In the present invention, a process other than the deinking process, in which the ink adhering to the pulp fibers is peeled off by applying a mechanical shear, is referred to as a "deinking process", and the peeled ink is removed from the system. The removing process is sometimes called an "ink removing process".

(heat dispersion treatment)
A slurry of waste paper pulp may be prepared by a general defibering treatment. That is, it is sufficient to disaggregate waste paper raw materials in water to form a slurry, and a disaggregator called a pulper is usually used for the disaggregation treatment. As the pulper, for example, a low-concentration pulper that processes at a dry solid concentration of 3 to 5% by mass, a medium-concentration pulper that processes at a dry solids concentration of 5 to 18% by mass, and a dry solids concentration of 18 to 25% by mass. A high-concentration pulper and the like are included. In addition, in the present invention, known devices such as a kneading pulper can be used without limitation.

In a preferred embodiment of the present invention, for example, a pulp slurry having a solid content concentration of 5 to 18% by mass can be prepared from a waste paper raw material using a medium consistency pulper. The temperature during the disintegration treatment is not particularly limited, but may be, for example, 5° C. or higher and 60° C. or lower, preferably 6° C. or higher and 50° C. or lower, more preferably 7° C. or higher and 40° C. or lower.

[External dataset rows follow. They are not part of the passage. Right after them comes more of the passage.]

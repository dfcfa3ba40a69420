//! pmstereo computes dense disparity maps from rectified stereo pairs with
//! the PatchMatch Stereo algorithm.
//!
//! Each pixel carries a 3D disparity plane rather than a scalar disparity.
//! Starting from random planes, alternating left/right raster sweeps refine
//! the assignment through spatial propagation, stochastic plane refinement
//! and cross-view propagation, scored by a bilateral-weighted color+gradient
//! patch cost. Optional post-processing cross-validates the two views and
//! fills the rejected pixels by plane extrapolation plus weighted median
//! filtering.
//!
//! The core is single-threaded and synchronous by design: cross-view
//! propagation requires the left sweep of an iteration to complete before
//! the right sweep sees its writes.

pub mod filter;
pub mod geometry;
pub mod image;
pub mod lowlevel;
pub mod util;

mod cost;
mod matcher;
mod options;
mod propagation;
mod trace;

pub use geometry::{DisparityPlane, Gradient, Vector3};
pub use image::BgrImage;
pub use matcher::{PatchMatchStereo, View, INVALID_DISPARITY};
pub use options::PmsOptions;
pub use util::{PmsError, PmsResult};
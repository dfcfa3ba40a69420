//! Numeric helpers for cost aggregation.

/// Fast approximation of `exp(x)` via `(1 + x/1024)^1024`.
///
/// Ten successive squarings replace the transcendental call. Accurate to
/// roughly 1e-3 relative error for small arguments; for very negative
/// arguments the relative error grows but the result still vanishes, which
/// is all the bilateral weight needs.
#[inline]
pub fn fast_exp(x: f64) -> f64 {
    let mut v = 1.0 + x / 1024.0;
    v *= v;
    v *= v;
    v *= v;
    v *= v;
    v *= v;
    v *= v;
    v *= v;
    v *= v;
    v *= v;
    v *= v;
    v
}
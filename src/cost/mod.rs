//! Color+gradient matching cost, pixel-level and plane-aggregated.
//!
//! The pixel-level cost blends truncated color and gradient dissimilarity
//! between a pixel and its (possibly fractional) matched column in the other
//! view. The aggregated cost sums pixel costs over a square patch, each
//! weighted by a bilateral color-similarity kernel relative to the patch
//! center; there is no normalization by total weight, so similar-looking
//! nearby pixels dominate both signal and magnitude.

use crate::geometry::{DisparityPlane, Gradient};
use crate::image::BgrImage;
use crate::options::PmsOptions;
use crate::util::math::fast_exp;

/// Added instead of a similarity term when a plane's disparity leaves the
/// configured range: large enough to discourage such planes, finite so the
/// search stays comparable.
pub(crate) const COST_PUNISH: f32 = 120.0;

/// Evaluates matching cost of one view against its counterpart.
///
/// `img_p`/`grad_p` belong to the view being optimized, `img_q`/`grad_q` to
/// the view it matches into. The disparity range carries the view's sign
/// convention (left positive, right negated and swapped).
pub struct CostComputer<'a> {
    img_p: BgrImage<'a>,
    img_q: BgrImage<'a>,
    grad_p: &'a [Gradient],
    grad_q: &'a [Gradient],
    width: i32,
    height: i32,
    patch_size: i32,
    min_disp: f32,
    max_disp: f32,
    gamma: f32,
    alpha: f32,
    tau_col: f32,
    tau_grad: f32,
}

impl<'a> CostComputer<'a> {
    #[allow(clippy::too_many_arguments)]
    pub fn new(
        img_p: BgrImage<'a>,
        img_q: BgrImage<'a>,
        grad_p: &'a [Gradient],
        grad_q: &'a [Gradient],
        min_disparity: i32,
        max_disparity: i32,
        options: &PmsOptions,
    ) -> Self {
        Self {
            img_p,
            img_q,
            grad_p,
            grad_q,
            width: img_p.width() as i32,
            height: img_p.height() as i32,
            patch_size: options.patch_size as i32,
            min_disp: min_disparity as f32,
            max_disp: max_disparity as f32,
            gamma: options.gamma,
            alpha: options.alpha,
            tau_col: options.tau_col,
            tau_grad: options.tau_grad,
        }
    }

    /// Cost of matching pixel `(x, y)` at disparity `d`.
    pub fn compute(&self, x: i32, y: i32, d: f32) -> f32 {
        let col_p = self.img_p.bgr(x as usize, y as usize);
        let grad_p = self.grad_p[(y * self.width + x) as usize];
        self.compute_with(col_p, grad_p, x, y, d)
    }

    /// Cost of matching pixel `(x, y)` at disparity `d`, with the pixel's own
    /// color and gradient already fetched.
    pub fn compute_with(&self, col_p: [u8; 3], grad_p: Gradient, x: i32, y: i32, d: f32) -> f32 {
        let xq = x as f32 - d;
        if xq < 0.0 || xq >= self.width as f32 {
            // Worst-case dissimilarity for a match that leaves the image.
            return (1.0 - self.alpha) * self.tau_col + self.alpha * self.tau_grad;
        }

        let col_q = interp_color(&self.img_q, xq, y);
        let dc = (f32::from(col_p[0]) - col_q[0]).abs()
            + (f32::from(col_p[1]) - col_q[1]).abs()
            + (f32::from(col_p[2]) - col_q[2]).abs();
        let dc = dc.min(self.tau_col);

        let grad_q = interp_gradient(self.grad_q, self.width, xq, y);
        let dg = (f32::from(grad_p.x) - grad_q.0).abs() + (f32::from(grad_p.y) - grad_q.1).abs();
        let dg = dg.min(self.tau_grad);

        (1.0 - self.alpha) * dc + self.alpha * dg
    }

    /// Aggregated cost of assigning `plane` to pixel `(x, y)`, summed over
    /// the bilateral-weighted patch.
    pub fn compute_aggregated(&self, x: i32, y: i32, plane: DisparityPlane) -> f32 {
        let half = self.patch_size / 2;
        let col_p = self.img_p.bgr(x as usize, y as usize);
        let mut cost = 0.0f32;
        for r in -half..=half {
            let yr = y + r;
            if yr < 0 || yr >= self.height {
                continue;
            }
            for c in -half..=half {
                let xc = x + c;
                if xc < 0 || xc >= self.width {
                    continue;
                }

                let d = plane.to_disparity(xc, yr);
                // Non-finite disparities (singular view transforms) take the
                // punishment branch as well.
                if !(self.min_disp..=self.max_disp).contains(&d) {
                    cost += COST_PUNISH;
                    continue;
                }

                let col_q = self.img_p.bgr(xc as usize, yr as usize);
                let dc = u32::from(col_p[0].abs_diff(col_q[0]))
                    + u32::from(col_p[1].abs_diff(col_q[1]))
                    + u32::from(col_p[2].abs_diff(col_q[2]));
                let w = fast_exp(f64::from(dc) * f64::from(-1.0 / self.gamma));

                let grad_q = self.grad_p[(yr * self.width + xc) as usize];
                cost += (w * f64::from(self.compute_with(col_q, grad_q, xc, yr, d))) as f32;
            }
        }
        cost
    }
}

/// Linear interpolation of a BGR sample along x; the right neighbor clamps
/// at the image edge.
fn interp_color(img: &BgrImage<'_>, x: f32, y: i32) -> [f32; 3] {
    let x1 = x as i32;
    let x2 = x1 + 1;
    let ofs = x - x1 as f32;
    let c1 = img.bgr(x1 as usize, y as usize);
    let c2 = if (x2 as usize) < img.width() {
        img.bgr(x2 as usize, y as usize)
    } else {
        c1
    };
    [
        (1.0 - ofs) * f32::from(c1[0]) + ofs * f32::from(c2[0]),
        (1.0 - ofs) * f32::from(c1[1]) + ofs * f32::from(c2[1]),
        (1.0 - ofs) * f32::from(c1[2]) + ofs * f32::from(c2[2]),
    ]
}

/// Linear interpolation of a gradient sample along x, clamped like
/// [`interp_color`].
fn interp_gradient(grad: &[Gradient], width: i32, x: f32, y: i32) -> (f32, f32) {
    let x1 = x as i32;
    let x2 = x1 + 1;
    let ofs = x - x1 as f32;
    let g1 = grad[(y * width + x1) as usize];
    let g2 = if x2 < width {
        grad[(y * width + x2) as usize]
    } else {
        g1
    };
    (
        (1.0 - ofs) * f32::from(g1.x) + ofs * f32::from(g2.x),
        (1.0 - ofs) * f32::from(g1.y) + ofs * f32::from(g2.y),
    )
}

#[cfg(test)]
mod tests {
    use super::{CostComputer, COST_PUNISH};
    use crate::geometry::{DisparityPlane, Gradient};
    use crate::image::BgrImage;
    use crate::options::PmsOptions;

    fn flat_image(width: usize, height: usize, value: u8) -> Vec<u8> {
        vec![value; width * height * 3]
    }

    fn options(patch_size: usize) -> PmsOptions {
        PmsOptions {
            patch_size,
            min_disparity: 0,
            max_disparity: 4,
            ..Default::default()
        }
    }

    #[test]
    fn out_of_image_match_pays_the_fixed_penalty() {
        let data = flat_image(4, 3, 100);
        let img = BgrImage::from_slice(&data, 4, 3).unwrap();
        let grad = vec![Gradient::default(); 12];
        let opts = options(3);
        let cc = CostComputer::new(img, img, &grad, &grad, 0, 4, &opts);
        let expected = (1.0 - opts.alpha) * opts.tau_col + opts.alpha * opts.tau_grad;
        assert_eq!(cc.compute(0, 0, 1.0), expected);
        assert_eq!(cc.compute(3, 0, -2.0), expected);
    }

    #[test]
    fn identical_views_have_zero_cost_at_zero_disparity() {
        let data = flat_image(5, 5, 90);
        let img = BgrImage::from_slice(&data, 5, 5).unwrap();
        let grad = vec![Gradient::default(); 25];
        let opts = options(3);
        let cc = CostComputer::new(img, img, &grad, &grad, 0, 4, &opts);
        assert_eq!(cc.compute(2, 2, 0.0), 0.0);
        let zero_plane = DisparityPlane::new(0.0, 0.0, 0.0);
        assert_eq!(cc.compute_aggregated(2, 2, zero_plane), 0.0);
    }

    #[test]
    fn out_of_range_plane_accumulates_punishment() {
        let data = flat_image(5, 5, 90);
        let img = BgrImage::from_slice(&data, 5, 5).unwrap();
        let grad = vec![Gradient::default(); 25];
        let opts = options(3);
        let cc = CostComputer::new(img, img, &grad, &grad, 0, 4, &opts);
        let plane = DisparityPlane::new(0.0, 0.0, 100.0);
        assert_eq!(cc.compute_aggregated(2, 2, plane), 9.0 * COST_PUNISH);
    }

    #[test]
    fn non_finite_plane_loses_every_comparison() {
        let data = flat_image(5, 5, 90);
        let img = BgrImage::from_slice(&data, 5, 5).unwrap();
        let grad = vec![Gradient::default(); 25];
        let opts = options(3);
        let cc = CostComputer::new(img, img, &grad, &grad, 0, 4, &opts);
        let singular = DisparityPlane::new(1.0, 0.0, 2.0).to_other_view();
        let cost = cc.compute_aggregated(2, 2, singular);
        assert_eq!(cost, 9.0 * COST_PUNISH);
    }

    #[test]
    fn aggregated_cost_is_bounded() {
        let width = 6;
        let height = 6;
        let mut data = Vec::with_capacity(width * height * 3);
        for i in 0..width * height * 3 {
            data.push(((i * 37) % 256) as u8);
        }
        let img = BgrImage::from_slice(&data, width, height).unwrap();
        let grad: Vec<Gradient> = (0..width * height)
            .map(|i| Gradient::new((i % 7) as i16 - 3, (i % 5) as i16 - 2))
            .collect();
        let opts = options(5);
        let cc = CostComputer::new(img, img, &grad, &grad, 0, 4, &opts);
        let penalty = (1.0 - opts.alpha) * opts.tau_col + opts.alpha * opts.tau_grad;
        let bound = 25.0 * COST_PUNISH.max(penalty);
        for (x, y) in [(0, 0), (2, 3), (5, 5)] {
            for plane in [
                DisparityPlane::new(0.0, 0.0, 2.0),
                DisparityPlane::new(0.5, -0.25, 1.0),
                DisparityPlane::new(0.0, 0.0, 50.0),
            ] {
                let cost = cc.compute_aggregated(x, y, plane);
                assert!(cost >= 0.0);
                assert!(cost <= bound, "cost {cost} above bound {bound}");
            }
        }
    }

    #[test]
    fn fractional_disparity_interpolates_along_x() {
        // Column ramp in every channel: I(x) = 40 * x.
        let width = 4;
        let mut data = Vec::new();
        for _y in 0..2 {
            for x in 0..width {
                let v = (40 * x) as u8;
                data.extend_from_slice(&[v, v, v]);
            }
        }
        let img = BgrImage::from_slice(&data, width, 2).unwrap();
        let grad = vec![Gradient::default(); width * 2];
        let opts = PmsOptions {
            patch_size: 1,
            tau_col: 1000.0,
            alpha: 0.5,
            ..options(1)
        };
        let cc = CostComputer::new(img, img, &grad, &grad, 0, 4, &opts);
        // Matching x=2 at d=0.5 samples column 1.5 -> value 60, color
        // distance 3 * |80 - 60| = 60, gradient distance 0.
        let cost = cc.compute(2, 0, 0.5);
        assert!((cost - 0.5 * 60.0).abs() < 1e-3);
    }
}
//! Matcher configuration.

use crate::util::{PmsError, PmsResult};

/// Configuration bundle for [`PatchMatchStereo`](crate::PatchMatchStereo).
///
/// Read once at construction/reset time and immutable during a match. The
/// disparity range applies to the left view; the right view uses the negated
/// and swapped range internally.
#[derive(Copy, Clone, Debug)]
pub struct PmsOptions {
    /// Side length of the square aggregation window. Must be odd.
    pub patch_size: usize,
    /// Minimum disparity, inclusive.
    pub min_disparity: i32,
    /// Maximum disparity, inclusive. Must exceed `min_disparity`.
    pub max_disparity: i32,
    /// Bilateral weight falloff: `w = exp(-color_distance / gamma)`.
    pub gamma: f32,
    /// Blend between color and gradient dissimilarity.
    pub alpha: f32,
    /// Truncation threshold for the color term.
    pub tau_col: f32,
    /// Truncation threshold for the gradient term.
    pub tau_grad: f32,
    /// Number of propagation iterations (one left and one right sweep each).
    pub num_iters: usize,
    /// Run the left-right consistency check after matching.
    pub check_lr: bool,
    /// Consistency threshold: matched disparities must sum to at most this
    /// in absolute value.
    pub lrcheck_thresh: f32,
    /// Fill invalidated pixels by plane extrapolation along rows.
    pub fill_holes: bool,
    /// Force frontal-parallel windows: normals pinned to (0, 0, 1) and plane
    /// refinement skipped.
    pub force_fpw: bool,
    /// Round all sampled disparities to integers.
    pub integer_disp: bool,
    /// Seed for the per-match random source. `None` seeds from entropy and
    /// gives non-reproducible results.
    pub seed: Option<u64>,
}

impl Default for PmsOptions {
    fn default() -> Self {
        Self {
            patch_size: 35,
            min_disparity: 0,
            max_disparity: 64,
            gamma: 10.0,
            alpha: 0.9,
            tau_col: 10.0,
            tau_grad: 2.0,
            num_iters: 3,
            check_lr: false,
            lrcheck_thresh: 0.0,
            fill_holes: false,
            force_fpw: false,
            integer_disp: false,
            seed: None,
        }
    }
}

impl PmsOptions {
    /// Checks the documented constraints on every field.
    pub fn validate(&self) -> PmsResult<()> {
        if self.patch_size == 0 || self.patch_size % 2 == 0 {
            return Err(PmsError::InvalidOptions("patch_size must be odd"));
        }
        if self.min_disparity >= self.max_disparity {
            return Err(PmsError::InvalidOptions(
                "min_disparity must be below max_disparity",
            ));
        }
        for (value, message) in [
            (self.gamma, "gamma must be positive"),
            (self.alpha, "alpha must be positive"),
            (self.tau_col, "tau_col must be positive"),
            (self.tau_grad, "tau_grad must be positive"),
        ] {
            if value.is_nan() || value <= 0.0 {
                return Err(PmsError::InvalidOptions(message));
            }
        }
        if self.lrcheck_thresh.is_nan() || self.lrcheck_thresh < 0.0 {
            return Err(PmsError::InvalidOptions(
                "lrcheck_thresh must be non-negative",
            ));
        }
        Ok(())
    }

    /// The options seen by the right view: disparity range negated and
    /// swapped, everything else unchanged.
    pub(crate) fn mirrored(&self) -> Self {
        Self {
            min_disparity: -self.max_disparity,
            max_disparity: -self.min_disparity,
            ..*self
        }
    }
}
use pmstereo::{DisparityPlane, Vector3};

#[test]
fn disparity_is_affine_in_pixel_coordinates() {
    let plane = DisparityPlane::new(0.125, -0.75, 10.0);
    let base = plane.to_disparity(0, 0);
    assert!((base - 10.0).abs() < 1e-6);
    for (x, y) in [(1, 0), (0, 1), (13, 27), (200, 150)] {
        let expected = 0.125 * x as f32 - 0.75 * y as f32 + 10.0;
        assert!((plane.to_disparity(x, y) - expected).abs() < 1e-4);
    }
}

#[test]
fn normal_plane_round_trip_for_non_degenerate_normals() {
    let normals = [
        Vector3::new(0.0, 0.0, 1.0),
        Vector3::new(0.5, 0.5, 0.707),
        Vector3::new(-0.3, 0.9, -0.4),
        Vector3::new(0.01, -0.02, 0.99),
    ];
    for n in normals {
        let unit = n.normalized();
        let plane = DisparityPlane::from_normal(7, 11, unit, 3.25);
        // The anchor disparity survives the conversion.
        assert!((plane.to_disparity(7, 11) - 3.25).abs() < 1e-3);
        // The normal comes back up to sign.
        let back = plane.to_normal();
        let dot = back.dot(unit).abs();
        assert!(dot > 1.0 - 1e-4, "normal {unit:?} came back as {back:?}");
    }
}

#[test]
fn other_view_transform_round_trips() {
    let plane = DisparityPlane::new(-0.4, 0.2, 8.0);
    let there = plane.to_other_view();
    let back = there.to_other_view();
    assert!((back.a - plane.a).abs() < 1e-5);
    assert!((back.b - plane.b).abs() < 1e-5);
    assert!((back.c - plane.c).abs() < 1e-4);
}

#[test]
fn transformed_plane_agrees_with_the_matched_pixel() {
    // d_left at (x, y) and d_right at (x - d, y) must be negatives of each
    // other for the same physical surface.
    let plane = DisparityPlane::new(0.25, 0.0, 2.0);
    let x = 8;
    let y = 3;
    let d = plane.to_disparity(x, y);
    let xr = (x as f32 - d).round() as i32;
    let other = plane.to_other_view();
    assert!((other.to_disparity(xr, y) + d).abs() < 1e-4);
}

#[test]
fn plane_equality_is_coefficient_equality() {
    let a = DisparityPlane::new(1.0, 2.0, 3.0);
    let b = DisparityPlane::new(1.0, 2.0, 3.0);
    let c = DisparityPlane::new(1.0, 2.0, 3.5);
    assert_eq!(a, b);
    assert_ne!(a, c);
}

The waste paper pulp according to the present invention is produced by heating and dispersing waste paper slurry at a temperature of 85° C. or higher. Heating dispersion treatment includes, for example, hot disperser, conid disc, deflaker, finer, conifer, top finer, conical flaker, power finer, refiner, double disc refiner, beater, kneader, disperser, New Taizen, etc. The pulp slurry is subjected to mechanical dispersion treatment by heating to a temperature of 85° C. or higher. Considering the effect, efficiency, energy saving, etc. of contraindicated products such as thermal foaming ink and sublimation ink, it is desirable to perform processing at 88 to 130°C, more preferably 90 to 120°C, and 93°C. Above 110° C. or below is more desirable. Heating to 85° C. or higher and applying a mechanical dispersion treatment facilitates effective reduction of spots originating from contraindicated products.

When waste paper pulp is produced from waste magazine paper containing sublimation ink, even if the temperature in the slurry dispersing process is normal temperature or higher (approximately 20° C. or higher), the spots contained in the waste paper pulp are reduced. It is preferable that the temperature in the step of heating and dispersing the slurry is 85° C. or higher because the effect of reducing spots is enhanced.

In addition, when waste paper pulp is produced from waste magazine paper containing conspicuous colored foreign matter such as red undissociated fragments, even if the temperature in the slurry dispersing process is normal temperature or higher, the number of foreign substances contained in the waste paper pulp is reduced. be able to. For example, it is possible to reduce dirt derived from red undissociated fragments with a diameter of 100 μmm or more by 60% or more, or reduce dirt with a diameter of 500 μmm or more by 80% or more. This is desirable because it enhances the effect of reducing foreign matter.

In the heating and dispersing step according to the present invention, the used paper slurry is heated and mechanically dispersed. In this heating and dispersing step, foreign matters such as thermal foaming ink and sublimation ink are made finer.

In the heating dispersion step according to the present invention, the concentration of the waste paper slurry is preferably 15% by mass or more and 40% by mass or less, more preferably 20% by mass or more and 39% by mass or less, and 25% by mass or more and 38% by mass or less. is more preferable, and 28% by mass or more and 36% by mass or less is even more preferable.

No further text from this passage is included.